Problem to solve →
Lines holding the string "BatchSink" are the ones to copy; find them all in the data.

[Collected data entries]
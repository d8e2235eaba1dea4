//! State persistence service for wallet synchronization.
//!
//! This module provides the `StatePersistenceService`, which saves and restores synchronized
//! transaction history and EVM scan checkpoints. It uses repository traits to abstract the details
//! of file-based persistence, so a restarted process resumes from what it already reconciled.
//!
//! History is kept per scope: `{account}_utxo` for the UTXO chain and `{account}_evm` for EVM
//! tokens.

use crate::config::StorageConfig;
use crate::wallet::sync::evm_scanner::{BatchSink, CursorCheckpoint};
use crate::wallet::sync::repositories::{
    CursorRepository, FileCursorRepository, FileTransactionRepository, InMemoryRepository,
    TransactionRepository,
};
use crate::wallet::{Transaction, TransactionStore, WalletSyncError};

use std::path::PathBuf;
use tracing::info;

/// Service for managing state persistence operations.
///
/// This service coordinates the saving and loading of transaction history and scan checkpoints
/// using the appropriate repository implementations.
pub struct StatePersistenceService {
    transaction_repo: Box<dyn TransactionRepository + Send + Sync>,
    cursor_repo: Box<dyn CursorRepository + Send + Sync>,
}

impl StatePersistenceService {
    /// Create a new state persistence service for the given data directory.
    pub fn new(data_dir: PathBuf) -> Self {
        Self {
            transaction_repo: Box::new(FileTransactionRepository::new(data_dir.clone())),
            cursor_repo: Box::new(FileCursorRepository::new(data_dir)),
        }
    }

    /// Keep everything in memory; nothing survives the process.
    pub fn in_memory() -> Self {
        Self {
            transaction_repo: Box::new(InMemoryRepository::new()),
            cursor_repo: Box::new(InMemoryRepository::new()),
        }
    }

    pub fn from_config(config: &StorageConfig) -> Self {
        if config.enable_persistence {
            info!("Persisting sync state in {:?}", config.data_dir);
            Self::new(config.data_dir.clone())
        } else {
            info!("Persistence disabled, keeping sync state in memory");
            Self::in_memory()
        }
    }

    pub fn utxo_scope(account_id: &str) -> String {
        format!("{}_utxo", account_id)
    }

    pub fn evm_scope(account_id: &str) -> String {
        format!("{}_evm", account_id)
    }

    /// Merge a batch into the stored history of `scope`.
    pub async fn save_transactions(
        &self,
        scope: &str,
        batch: &[Transaction],
    ) -> Result<(), WalletSyncError> {
        self.transaction_repo.save_batch(scope, batch).await
    }

    /// Restore the history of `scope` as a store.
    pub async fn load_store(&self, scope: &str) -> Result<TransactionStore, WalletSyncError> {
        let transactions = self.transaction_repo.load(scope).await?;
        if !transactions.is_empty() {
            info!("Restored {} transactions for {}", transactions.len(), scope);
        }
        Ok(TransactionStore::from_transactions(transactions))
    }

    pub async fn save_checkpoint(&self, checkpoint: &CursorCheckpoint) -> Result<(), WalletSyncError> {
        self.cursor_repo.save(checkpoint).await
    }

    /// Last confirmed height of a previous session, 0 when none was saved.
    pub async fn last_confirmed_height(
        &self,
        token: &str,
        owner: &str,
    ) -> Result<u64, WalletSyncError> {
        Ok(self
            .cursor_repo
            .load(token, owner)
            .await?
            .map(|checkpoint| checkpoint.last_confirmed_height)
            .unwrap_or(0))
    }

    /// Forget the checkpoint of a token/owner pair.
    pub async fn reset_checkpoint(&self, token: &str, owner: &str) -> Result<(), WalletSyncError> {
        self.cursor_repo.remove(token, owner).await
    }
}

/// Batch sink that merges into a store and persists each batch before the scan moves on.
pub struct PersistingSink<'a> {
    pub store: &'a mut TransactionStore,
    pub persistence: &'a StatePersistenceService,
    pub scope: &'a str,
}

#[async_trait::async_trait]
impl BatchSink for PersistingSink<'_> {
    async fn commit(&mut self, batch: Vec<Transaction>) -> Result<(), WalletSyncError> {
        self.persistence.save_transactions(self.scope, &batch).await?;
        self.store.merge_all(batch);
        Ok(())
    }
}

#[cfg(test)]
mod tests {
    use super::*;
    use crate::wallet::TransactionState;

    fn entry(hash: &str) -> Transaction {
        Transaction {
            hash: hash.to_string(),
            log_index: None,
            token: None,
            involved_addresses: vec!["e0".to_string()],
            sender: None,
            recipient: Some("e0".to_string()),
            value: 1,
            fee: 0,
            state: TransactionState::Pending,
            block_height: None,
            timestamp: None,
            event: None,
            utxo: None,
        }
    }

    #[tokio::test]
    async fn sink_persists_before_merging() {
        let persistence = StatePersistenceService::in_memory();
        let mut store = TransactionStore::new();
        let scope = StatePersistenceService::evm_scope("acc");

        {
            let mut sink = PersistingSink {
                store: &mut store,
                persistence: &persistence,
                scope: &scope,
            };
            sink.commit(vec![entry("0xa"), entry("0xb")]).await.unwrap();
        }

        assert_eq!(store.len(), 2);
        assert_eq!(persistence.load_store(&scope).await.unwrap().len(), 2);
        assert!(persistence.load_store("acc_utxo").await.unwrap().is_empty());
    }

    #[tokio::test]
    async fn checkpoints_default_to_zero_and_reset() {
        let dir = tempfile::tempdir().unwrap();
        let persistence = StatePersistenceService::new(dir.path().to_path_buf());

        assert_eq!(persistence.last_confirmed_height("0xt", "0xo").await.unwrap(), 0);

        persistence
            .save_checkpoint(&CursorCheckpoint {
                token: "0xt".to_string(),
                owner: "0xo".to_string(),
                last_confirmed_height: 77,
            })
            .await
            .unwrap();
        assert_eq!(persistence.last_confirmed_height("0xt", "0xo").await.unwrap(), 77);

        persistence.reset_checkpoint("0xt", "0xo").await.unwrap();
        assert_eq!(persistence.last_confirmed_height("0xt", "0xo").await.unwrap(), 0);
    }

    #[test]
    fn scopes_separate_chains() {
        assert_eq!(StatePersistenceService::utxo_scope("acc"), "acc_utxo");
        assert_eq!(StatePersistenceService::evm_scope("acc"), "acc_evm");
    }
}
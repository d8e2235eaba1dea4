//! Decoding and classification of ERC-20 transfer logs.
//!
//! Raw logs are decoded into [`DecodedEvent`] values; undecodable logs surface as `DecodeError`
//! and are skipped by the caller. Decoded transfers are then classified by their counterparty:
//! fee sinks, the HTLC contract, swap contracts, or none of these.

use crate::provider::abi::{self, DecodeError};
use crate::provider::{RawLog, TransactionReceipt};
use crate::wallet::{HtlcEvent, SwapEvent, Transaction, TransactionState};

use ethers::abi::ParamType;
use ethers::types::{Address, H256};
use itertools::Itertools;
use std::collections::HashSet;
use tracing::debug;

#[derive(Debug, thiserror::Error)]
pub enum ReconcileError {
	#[error("transaction {hash} has {count} fee transfers but no primary transfer")]
	OrphanFee { hash: String, count: usize },
}

/// A decoded `Transfer` log.
#[derive(Debug, Clone, PartialEq, Eq)]
pub struct TransferLog {
	pub token: Address,
	pub hash: H256,
	pub log_index: u64,
	pub block_number: u64,
	pub from: Address,
	pub to: Address,
	pub value: u128,
}

impl TransferLog {
	/// Hash in the form wallet entries are keyed by.
	pub fn hash_key(&self) -> String {
		abi::format_hash(&self.hash)
	}

	/// Canonical entry for this transfer, without fee or event.
	pub fn to_transaction(&self, state: TransactionState) -> Transaction {
		let from = abi::format_address(&self.from);
		let to = abi::format_address(&self.to);
		Transaction {
			hash: self.hash_key(),
			log_index: Some(self.log_index),
			token: Some(abi::format_address(&self.token)),
			involved_addresses: vec![from.clone(), to.clone()].into_iter().unique().collect(),
			sender: Some(from),
			recipient: Some(to),
			value: self.value,
			fee: 0,
			state,
			block_height: Some(self.block_number),
			timestamp: None,
			event: None,
			utxo: None,
		}
	}
}

/// Events this crate knows how to decode.
#[derive(Debug, Clone, PartialEq, Eq)]
pub enum DecodedEvent {
	Transfer(TransferLog),
	Htlc(HtlcEvent),
}

/// Decode a log by its first topic.
pub fn decode_log(log: &RawLog) -> Result<DecodedEvent, DecodeError> {
	let topic0 = *log.topics.first().ok_or(DecodeError::MissingTopic(0))?;

	if topic0 == abi::event_topic(abi::TRANSFER_EVENT) {
		let tokens = abi::decode(&[ParamType::Uint(256)], &log.data)?;
		return Ok(DecodedEvent::Transfer(TransferLog {
			token: log.address,
			hash: log.transaction_hash,
			log_index: log.log_index,
			block_number: log.block_number,
			from: abi::topic_address(&log.topics, 1)?,
			to: abi::topic_address(&log.topics, 2)?,
			value: abi::to_u128(abi::uint_at(&tokens, 0)?)?,
		}));
	}

	if topic0 == abi::event_topic(abi::HTLC_OPEN_EVENT)
		|| topic0 == abi::event_topic(abi::HTLC_REDEEM_EVENT)
		|| topic0 == abi::event_topic(abi::HTLC_REFUND_EVENT)
	{
		return decode_htlc(topic0, log).map(DecodedEvent::Htlc);
	}

	Err(DecodeError::UnknownEvent(topic0))
}

/// HTLC ids may be indexed; when they are not they lead the data section.
fn decode_htlc(topic0: H256, log: &RawLog) -> Result<HtlcEvent, DecodeError> {
	let indexed_id = log.topics.get(1).copied();
	let mut types = Vec::new();
	if indexed_id.is_none() {
		types.push(ParamType::FixedBytes(32));
	}
	let first = types.len();

	let open = topic0 == abi::event_topic(abi::HTLC_OPEN_EVENT);
	let redeem = topic0 == abi::event_topic(abi::HTLC_REDEEM_EVENT);
	if open {
		types.extend([
			ParamType::Address,
			ParamType::Uint(256),
			ParamType::Address,
			ParamType::FixedBytes(32),
			ParamType::Uint(256),
		]);
	} else if redeem {
		types.push(ParamType::FixedBytes(32));
	}

	let tokens = abi::decode(&types, &log.data)?;
	let id = match indexed_id {
		Some(topic) => abi::format_hash(&topic),
		None => abi::format_hash(&abi::bytes32_at(&tokens, 0)?),
	};

	if open {
		Ok(HtlcEvent::Open {
			id,
			token: abi::format_address(&abi::address_at(&tokens, first)?),
			amount: abi::to_u128(abi::uint_at(&tokens, first + 1)?)?,
			recipient: abi::format_address(&abi::address_at(&tokens, first + 2)?),
			hash: abi::format_hash(&abi::bytes32_at(&tokens, first + 3)?),
			timeout: abi::to_u128(abi::uint_at(&tokens, first + 4)?)?,
		})
	} else if redeem {
		Ok(HtlcEvent::Redeem {
			id,
			secret: abi::format_hash(&abi::bytes32_at(&tokens, first)?),
		})
	} else {
		Ok(HtlcEvent::Refund { id })
	}
}

/// How a transfer is reconciled.
#[derive(Debug, Clone, Copy, PartialEq, Eq)]
pub enum LogClass {
	/// Relay or pool fee belonging to a sibling transfer
	FeeSink,
	Htlc,
	Swap,
	Plain,
}

/// Addresses the classifier matches transfers against.
#[derive(Debug, Clone, Default)]
pub struct ClassifierConfig {
	pub fee_sinks: HashSet<Address>,
	pub htlc_contract: Option<Address>,
	pub swap_contracts: HashSet<Address>,
	pub native_token: Option<Address>,
}

impl ClassifierConfig {
	pub fn classify(&self, transfer: &TransferLog) -> LogClass {
		if self.fee_sinks.contains(&transfer.to) {
			LogClass::FeeSink
		} else if self
			.htlc_contract
			.is_some_and(|htlc| htlc == transfer.to || htlc == transfer.from)
		{
			LogClass::Htlc
		} else if self.swap_contracts.contains(&transfer.to) {
			LogClass::Swap
		} else {
			LogClass::Plain
		}
	}

	/// The HTLC event emitted by the HTLC contract in `receipt`.
	pub fn htlc_event(&self, receipt: &TransactionReceipt) -> Option<HtlcEvent> {
		let htlc = self.htlc_contract?;
		receipt
			.logs
			.iter()
			.filter(|log| log.address == htlc)
			.find_map(|log| match decode_log(log) {
				Ok(DecodedEvent::Htlc(event)) => Some(event),
				Ok(_) => None,
				Err(e) => {
					debug!("Skipping undecodable HTLC log in {:#x}: {}", receipt.transaction_hash, e);
					None
				}
			})
	}

	/// Pair a transfer into a swap contract with the native-token payout in the same receipt.
	pub fn swap_event(&self, receipt: &TransactionReceipt, transfer: &TransferLog) -> Option<SwapEvent> {
		let native = self.native_token?;
		receipt
			.logs
			.iter()
			.filter(|log| log.address == native)
			.filter_map(|log| match decode_log(log) {
				Ok(DecodedEvent::Transfer(payout)) => Some(payout),
				_ => None,
			})
			.find(|payout| payout.from == transfer.to)
			.map(|payout| SwapEvent {
				amount_in: transfer.value,
				amount_out: payout.value,
			})
	}
}

/// Fold fee-sink transfers into their same-hash siblings.
///
/// A lone fee transfer without a sibling is the only trace of a failed meta-transaction and is
/// kept as a `Failed` entry carrying the fee. Several fee transfers without a sibling cannot be
/// attributed and are rejected.
pub fn merge_fees(
	entries: &mut Vec<Transaction>,
	fee_logs: Vec<TransferLog>,
) -> Result<(), ReconcileError> {
	let grouped = fee_logs.into_iter().into_group_map_by(TransferLog::hash_key);

	for hash in grouped.keys().sorted() {
		let fees = &grouped[hash];
		let fee_indices: HashSet<u64> = fees.iter().map(|log| log.log_index).collect();
		let total: u128 = fees.iter().map(|log| log.value).sum();

		let primary = entries.iter_mut().find(|entry| {
			entry.hash == *hash
				&& entry
					.log_index
					.is_some_and(|index| !fee_indices.contains(&index))
		});

		match (primary, fees.as_slice()) {
			(Some(primary), _) => {
				debug!("Merging fee {} into {}", total, hash);
				primary.fee = primary.fee.saturating_add(total);
			}
			(None, [lone]) => {
				debug!("Fee transfer {} has no primary transfer, keeping it as failed", hash);
				let mut failed = lone.to_transaction(TransactionState::Failed);
				failed.value = 0;
				failed.fee = lone.value;
				entries.push(failed);
			}
			(None, _) => {
				return Err(ReconcileError::OrphanFee {
					hash: hash.clone(),
					count: fees.len(),
				});
			}
		}
	}
	Ok(())
}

Answer →
use crate::wallet::sync::evm_scanner::{BatchSink, CursorCheckpoint};
impl BatchSink for PersistingSink<'_> {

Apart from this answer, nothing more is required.